His summary of the film encapsulated my own feelings completely though.

 

 

 

 

We emerged from the cinema on Saturday night so delighted to be back in the cold fresh air, to be back in real life, after three hours of crushing, reverential seriousness and spectacular special effects and artful production design and the reverberating oppression of the synthesized score, finally beginning to to feel as if we could breathe again, packed under the weight of the portentous seriousness and the grand themes of humans and technology and artificial intelligence and whether virtually real creatures can fall in love. A future world, a dystopia that was so treeless and depressing I could hardly bear to watch it. The plight of the ‘replicants’ – the humanoid creatures at the heart of the film who live and respire like us but are man-made and thus disposable. Slaves.

 

 

 

 

Potentially absorbing subjects, yes, and I did love the original, and also rather like director Denis Villeneuve (whose Prisoners, starring Hugh Jackman and Jake Gyllenhaal was a mesmerizingly intense and dark crime drama that really gripped me and whose recent Arrival, another sci-fi starring Amy Adams as a linguist trying to make contact with extra-terrestrials was also rather interesting, and quite beautiful to look at).
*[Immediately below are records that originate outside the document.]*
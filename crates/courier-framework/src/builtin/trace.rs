//! Tracing behavior.
//!
//! [`TracingBehavior`] opens one `dispatch` span per call, carrying the
//! message type and kind, and logs the outcome with its elapsed time.

use std::time::Instant;

use async_trait::async_trait;
use tracing::{Instrument, Level, debug, span, warn};

use courier_core::{MediatorResult, Request, Response};

use crate::behavior::{Next, PipelineBehavior};

/// Wraps the chain in a `dispatch` span.
///
/// Successful dispatches are logged at `DEBUG`, failures at `WARN`. The
/// runtime installs it as the outermost global behavior when
/// `dispatch.trace_dispatch` is enabled.
#[derive(Debug, Clone, Copy, Default)]
pub struct TracingBehavior;

#[async_trait]
impl PipelineBehavior for TracingBehavior {
    async fn handle(&self, request: Request, next: Next) -> MediatorResult<Response> {
        let span = span!(
            Level::DEBUG,
            "dispatch",
            message_type = request.message_name(),
            kind = %request.kind()
        );
        let started = Instant::now();

        let result = next.run(request).instrument(span.clone()).await;
        let elapsed_ms = started.elapsed().as_secs_f64() * 1000.0;

        let _enter = span.enter();
        match &result {
            Ok(_) => debug!(elapsed_ms, "Dispatch completed"),
            Err(err) => warn!(elapsed_ms, error = %err, "Dispatch failed"),
        }
        result
    }
}

#[cfg(test)]
mod tests {
    use std::sync::Arc;

    use courier_core::{Container, MediatorError, MessageKind};
    use tokio_util::sync::CancellationToken;
    use tower::service_fn;

    use super::*;
    use crate::service::PipelineService;

    struct Probe;
    courier_core::query!(Probe => u8);

    #[tokio::test]
    async fn test_result_is_passed_through() {
        let next = Next::new(PipelineService::new(service_fn(|_: Request| async {
            Err::<Response, _>(MediatorError::Cancelled)
        })));
        let request = Request::new(
            Probe,
            MessageKind::Query,
            Arc::new(Container::new()),
            CancellationToken::new(),
        );
        let err = TracingBehavior.handle(request, next).await.unwrap_err();
        assert!(err.is_cancelled());
    }
}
I like his aesthetic, so there was no way I was not going to see his take on Blade Runner 2049 this weekend and drag Duncan alongside with me.

 

 

 

Prior to seeing the film, we had a delightful Japanese meal at one of our favorite izakaya near the cinema in Tsujido – red lanterns and wooden tables, the only foreigners in there, packed, tucked in at the counter table near where the cooks were wreathed in steam and smoke and shouting enthusiastically in tandem with the waiters as the orders came in; delicious yakitori and tofu and our first winter nabe hotpot of the season that felt like very necessary soul food – we ate it in silence, immersed in the ambience of the restaurant, and then moved on contentedly to the cinema, looking forward to new evocations of Shinjuku and giant neon screens familiar from the city itself and the original classic.

 

 

 

I was bored to death though. It felt like molasses. Like a vacuum. I love slow and beautiful films, but this felt almost interminable. Like a gradual asphyxiation. Choking in black.  I even asked D if we should leave the cinema half way through (could we make it to the very end?), but we decided to stay and brave it out. Surrender to it as it washed over you and crushed you. Slumped in our seats, in the dark. A slow, viscous black of cinematic texture that certainly impressed with its ‘design’ and its almost tactile heaviness and peculiarly realistic feel, but which also seemed to have no heart, nor tension, nor propulsion nor real dramatic interest but which was drowning instead under the weight of its sheer duty to not betray the original film and yet also to showcase the originality of the director’s successor in a morass of such humorless ‘philosophical’ gravity that it felt, almost, more like an ordeal of ‘quality’ and sturdily scientific ‘good taste’ than an evening of pleasure or entertainment.  We came out numb.

 

 

 

 

 

 

And yet yesterday, and even today, I find the film lingering still in my consciousness. It is in me. And despite what I have written here, and quite perversely, I almost really want to go back and see it again ( I very nearly just abandoned this post to rush back to the cinema to try it in 3D).  Perhaps it was the level of consternation of so many of my friends who really loved it and were outraged by my initial reaction to it that makes me want to reassess it. Perhaps it touches me in some way I don’t entirely understand. Perhaps it went under the skin.

 

 

 

 

Do I identify with the main protagonist, K, played by Ryan Gosling,  in some way? A replicant human who is employed by the corporation that created him, a vital part of the organization and yet outside of it? It might be an overreach to say so. And yet the experience of being a permanent, eternal etranger here in Japan, while having its fair few privileges and attractions and beautiful dreamness (I don’t think either of us has remotely tired of those yet and who knows if we will ever leave) can still be very alienating, disturbing, fascinating – like K staring at his hands and yearning for humanity, myself aware of my otherness and whiteness in a way that is perturbingly, but importantly, quite different from the familiarly European or American or any other Caucasian majority nation standard white gaze out on to the other – the darker skinned, the ‘alien’. Here, obviously, it is in reverse. Privileged, certainly, but still a complicated lodestone of Japanese complexes of superiority and inferiority, interiorized. A useful lesson, but still very distancing.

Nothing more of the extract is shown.